With the necklace in gold Filigree?”
“Who? Where? Which? Light Orange or Dark? Green border or Fawn?”
But Mrs-know-it-all is done with her and has just moved on,
to the brides’ mother’s maternal aunt’s cousin’s daughter
who attracted attention with her raucous laughter.
I sit feeling drained of energy,
Wish I could be supine and give in to this lethargy,
I feel like I’m back in the class of ‘84
My mind could absorb no more,
and the whole class had a defeated air,

When the professor finally said E = mC!

*  Amchi - Our small community of Chitrapur Saraswat Brahmins (we call ourselves Amchis, our language is a musical sounding dialect of Konkani - distinct from Goan Konkani, karwari konkani and is known as Amchigele) is a closely knit community where most people know one another or if not, then within a few minutes of meeting, will surely find out at least 3 common relatives!

Tuesday 24 March 2015

A village called Hudil.

Last week, Sonnu, the person who does our Arecanut harvest came over with another young man Porasu, who wanted to sell us some cane baskets.  These baskets locally called 'Mankirkee'  are not easily available and made only by certain tribals who live deep in the forest. On hearing that we are from Mumbai, Porasu surprised us by speaking in Marathi!  We were really astonished as Marathi is as alien as Greek to the locals.  He explained that his people are descendants of the Mavlas of Shivaji Maharaj.  They had migrated to these parts of the country more than 300 years ago and continued to live here, in the then densely forested hilly region, in a little village called Hudil.  We were very keen on seeing this place, but both Sonnu and Porasu tried to dissuade us saying that it is too far, there is no road,  you have to walk almost  7 kms after the road ends, you have to cross a small river.... and then finally ‘There is really nothing to see there!”  Manjunath, our farm-hand, was listening to the whole discussion with a smile, finally said, “These people don’t want to see anything special, they really like to see the forests and rivers and paths that go thru them”  This finally convinced them and we fixed up Tuesday morning at 7 am at Sonnu’s place which is about 8 kms from our farm.

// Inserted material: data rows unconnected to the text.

// ─────────────────────────────────────────────────────────────────────
// SCPN Fusion Core — Boundary Loaders
// © 1998–2026 Miroslav Šotek. All rights reserved.
// Contact: www.anulum.li | protoscience@anulum.li
// ORCID: https://orcid.org/0009-0009-3560-0851
// License: GNU AGPL v3 | Commercial licensing available
// ─────────────────────────────────────────────────────────────────────
//! Plasma boundary readers for FOCUS tables and VMEC input namelists.
//!
//! Both formats reduce to the same [`BoundaryData`]: field-period count plus
//! a list of (m, n) Fourier modes, with n counted per field period.

use crate::rzfourier::SurfaceRZFourier;
use crate::surface::{quadpoints_phi, quadpoints_theta, QuadRange};
use magnet_types::config::BoundaryFormat;
use magnet_types::error::{MagnetError, MagnetResult};
use ndarray::Array2;
use std::f64::consts::PI;
use std::path::Path;
use tracing::debug;

#[derive(Debug, Clone, Copy, PartialEq)]
pub struct FourierMode {
    pub m: usize,
    pub n: i32,
    pub r_cos: f64,
    pub r_sin: f64,
    pub z_cos: f64,
    pub z_sin: f64,
}

/// Normal-field harmonic Bn = bn_cos cos(mθ − nfp·nφ) + bn_sin sin(…).
#[derive(Debug, Clone, Copy, PartialEq)]
pub struct BnMode {
    pub m: usize,
    pub n: i32,
    pub bn_cos: f64,
    pub bn_sin: f64,
}

#[derive(Debug, Clone, PartialEq)]
pub struct BoundaryData {
    pub nfp: usize,
    pub modes: Vec<FourierMode>,
    /// Plasma normal-field harmonics (FOCUS files only).
    pub bn_modes: Vec<BnMode>,
}

impl BoundaryData {
    pub fn mpol(&self) -> usize {
        self.modes.iter().map(|m| m.m).max().unwrap_or(0)
    }

    pub fn ntor(&self) -> usize {
        self.modes
            .iter()
            .map(|m| m.n.unsigned_abs() as usize)
            .max()
            .unwrap_or(0)
    }

    pub fn to_surface(
        &self,
        quadpoints_phi: Vec<f64>,
        quadpoints_theta: Vec<f64>,
    ) -> MagnetResult<SurfaceRZFourier> {
        let stellsym = self.modes.iter().all(|m| m.r_sin == 0.0 && m.z_cos == 0.0);
        let mut surf = SurfaceRZFourier::with_quadpoints(
            self.nfp,
            stellsym,
            self.mpol(),
            self.ntor(),
            quadpoints_phi,
            quadpoints_theta,
        )?;
        for mode in &self.modes {
            surf.set_rc(mode.m, mode.n, mode.r_cos)?;
            surf.set_rs(mode.m, mode.n, mode.r_sin)?;
            surf.set_zc(mode.m, mode.n, mode.z_cos)?;
            surf.set_zs(mode.m, mode.n, mode.z_sin)?;
        }
        Ok(surf)
    }

    /// Evaluate the Bn harmonics on a (φ, θ) quadrature grid, shape (nφ, nθ).
    pub fn bnormal_grid(&self, quadpoints_phi: &[f64], quadpoints_theta: &[f64]) -> Array2<f64> {
        let nfp = self.nfp as f64;
        Array2::from_shape_fn(
            (quadpoints_phi.len(), quadpoints_theta.len()),
            |(i, j)| {
                self.bn_modes
                    .iter()
                    .map(|b| {
                        let arg = 2.0
                            * PI
                            * (b.m as f64 * quadpoints_theta[j]
                                - nfp * b.n as f64 * quadpoints_phi[i]);
                        b.bn_cos * arg.cos() + b.bn_sin * arg.sin()
                    })
                    .sum()
            },
        )
    }
}

fn parse_err(line: usize, message: impl Into<String>) -> MagnetError {
    MagnetError::Parse {
        line,
        message: message.into(),
    }
}

fn parse_float(line: usize, key: &str, text: &str) -> MagnetResult<f64> {
    let normalized = text.trim().replace(|c: char| c == 'D' || c == 'd', "E");
    let val = normalized
        .parse::<f64>()
        .map_err(|e| parse_err(line, format!("failed to parse '{key}' as float ({text}): {e}")))?;
    if !val.is_finite() {
        return Err(parse_err(line, format!("'{key}' must be finite, got {val}")));
    }
    Ok(val)
}

fn parse_int<T>(line: usize, key: &str, text: &str) -> MagnetResult<T>
where
    T: std::str::FromStr,
    T::Err: std::fmt::Display,
{
    text.trim()
        .parse::<T>()
        .map_err(|e| parse_err(line, format!("failed to parse '{key}' as integer ({text}): {e}")))
}

// ── FOCUS ────────────────────────────────────────────────────────────

/// FOCUS boundary: `Nfou nfp nbf`, then Nfou rows `n m rc rs zc zs`,
/// then nbf rows `n m bnc bns`. Lines starting with `#` are comments.
pub fn parse_focus(text: &str) -> MagnetResult<BoundaryData> {
    let mut rows = text
        .lines()
        .enumerate()
        .map(|(idx, l)| (idx + 1, l.trim()))
        .filter(|(_, l)| !l.is_empty() && !l.starts_with('#'));

    let (line, header) = rows
        .next()
        .ok_or_else(|| parse_err(0, "FOCUS file has no header line"))?;
    let cols: Vec<&str> = header.split_whitespace().collect();
    if cols.len() < 3 {
        return Err(parse_err(line, "FOCUS header needs 'Nfou nfp nbf'"));
    }
    let n_modes: usize = parse_int(line, "Nfou", cols[0])?;
    let nfp: usize = parse_int(line, "nfp", cols[1])?;
    let n_bn: usize = parse_int(line, "nbf", cols[2])?;
    if nfp == 0 {
        return Err(parse_err(line, "nfp must be >= 1"));
    }
    let mut last_line = line;

    let mut modes = Vec::with_capacity(n_modes);
    for k in 0..n_modes {
        let (line, row) = rows.next().ok_or_else(|| {
            parse_err(last_line, format!("expected {n_modes} boundary modes, found {k}"))
        })?;
        last_line = line;
        let cols: Vec<&str> = row.split_whitespace().collect();
        if cols.len() < 6 {
            return Err(parse_err(line, "boundary mode row needs 'n m rc rs zc zs'"));
        }
        modes.push(FourierMode {
            n: parse_int(line, "n", cols[0])?,
            m: parse_int(line, "m", cols[1])?,
            r_cos: parse_float(line, "rc", cols[2])?,
            r_sin: parse_float(line, "rs", cols[3])?,
            z_cos: parse_float(line, "zc", cols[4])?,
            z_sin: parse_float(line, "zs", cols[5])?,
        });
    }

    let mut bn_modes = Vec::with_capacity(n_bn);
    for k in 0..n_bn {
        let (line, row) = rows
            .next()
            .ok_or_else(|| parse_err(last_line, format!("expected {n_bn} Bn modes, found {k}")))?;
        last_line = line;
        let cols: Vec<&str> = row.split_whitespace().collect();
        if cols.len() < 4 {
            return Err(parse_err(line, "Bn mode row needs 'n m bnc bns'"));
        }
        bn_modes.push(BnMode {
            n: parse_int(line, "n", cols[0])?,
            m: parse_int(line, "m", cols[1])?,
            bn_cos: parse_float(line, "bnc", cols[2])?,
            bn_sin: parse_float(line, "bns", cols[3])?,
        });
    }

    Ok(BoundaryData {
        nfp,
        modes,
        bn_modes,
    })
}

// ── VMEC input namelist ──────────────────────────────────────────────

/// One `KEY(i,j) = value` or `KEY = value` assignment.
struct Assignment<'a> {
    key: String,
    indices: Option<&'a str>,
    value: &'a str,
}

/// Split a namelist line into assignments. Stops at the first token that
/// is not an assignment (array continuations, group markers).
fn scan_assignments(line: &str) -> Vec<Assignment<'_>> {
    let mut out = Vec::new();
    let mut rest = line;
    loop {
        rest = rest.trim_start_matches(|c: char| c.is_whitespace() || c == ',');
        let ident_len = rest
            .find(|c: char| !(c.is_ascii_alphanumeric() || c == '_'))
            .unwrap_or(rest.len());
        if ident_len == 0 {
            break;
        }
        let key = rest[..ident_len].to_ascii_uppercase();
        rest = rest[ident_len..].trim_start();
        let mut indices = None;
        if let Some(after) = rest.strip_prefix('(') {
            let Some(close) = after.find(')') else {
                break;
            };
            indices = Some(&after[..close]);
            rest = after[close + 1..].trim_start();
        }
        let Some(after_eq) = rest.strip_prefix('=') else {
            break;
        };
        let after_eq = after_eq.trim_start();
        let value_len = after_eq
            .find(|c: char| c.is_whitespace() || c == ',')
            .unwrap_or(after_eq.len());
        out.push(Assignment {
            key,
            indices,
            value: &after_eq[..value_len],
        });
        rest = &after_eq[value_len..];
    }
    out
}

fn parse_fortran_bool(line: usize, text: &str) -> MagnetResult<bool> {
    match text.trim().trim_matches('.').to_ascii_uppercase().as_str() {
        "T" | "TRUE" => Ok(true),
        "F" | "FALSE" => Ok(false),
        other => Err(parse_err(line, format!("invalid logical value '{other}'"))),
    }
}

So Tuesday morning, we drove over and picked Sonnu from his home and followed his directions, the road getting narrower and the forest getting denser as we left the smooth tar road and the last signs of civilisation.  A bumpy 4 km ride and we reached a kind of  a clearing beyond which we could see a gushing stream. 
The little clearing beyond which you can see the gushing stream.
We parked the car in the clearing and he led us to the shallowest part of the stream.  It was full of slippery stones and boulders and took us longer than expected to cross it. After reaching the other bank, I sat down to put on my shoes, and  a couple of curious farmers who had their homes on this side, came to ask Sonnu who we were and why were we going to this place.  “Just to see..”  evoked quite a few strange glances in our direction.

Now the actual trek began.  the path dipped and veered, climbed and curved, sometimes like a ledge sometimes like steps cut into rocks, sometimes along a swiftly flowing channel of water and sometimes along a thorny fence.  And all along it was narrow enough for just one person to walk. 

The first 2 kms took us past some really dense Arecanut farms located in a valley, nestling deep down, their rich green tops reaching almost to the ledge where we were walking. A couple of tiled roofs far below indicated the presence of the farm house, and a narrow sloping path in that direction – the pathway to the house.   How do these people live in such remote far-flung locations we wondered.  Our farm at Chitrapur seems almost urban in comparison to these!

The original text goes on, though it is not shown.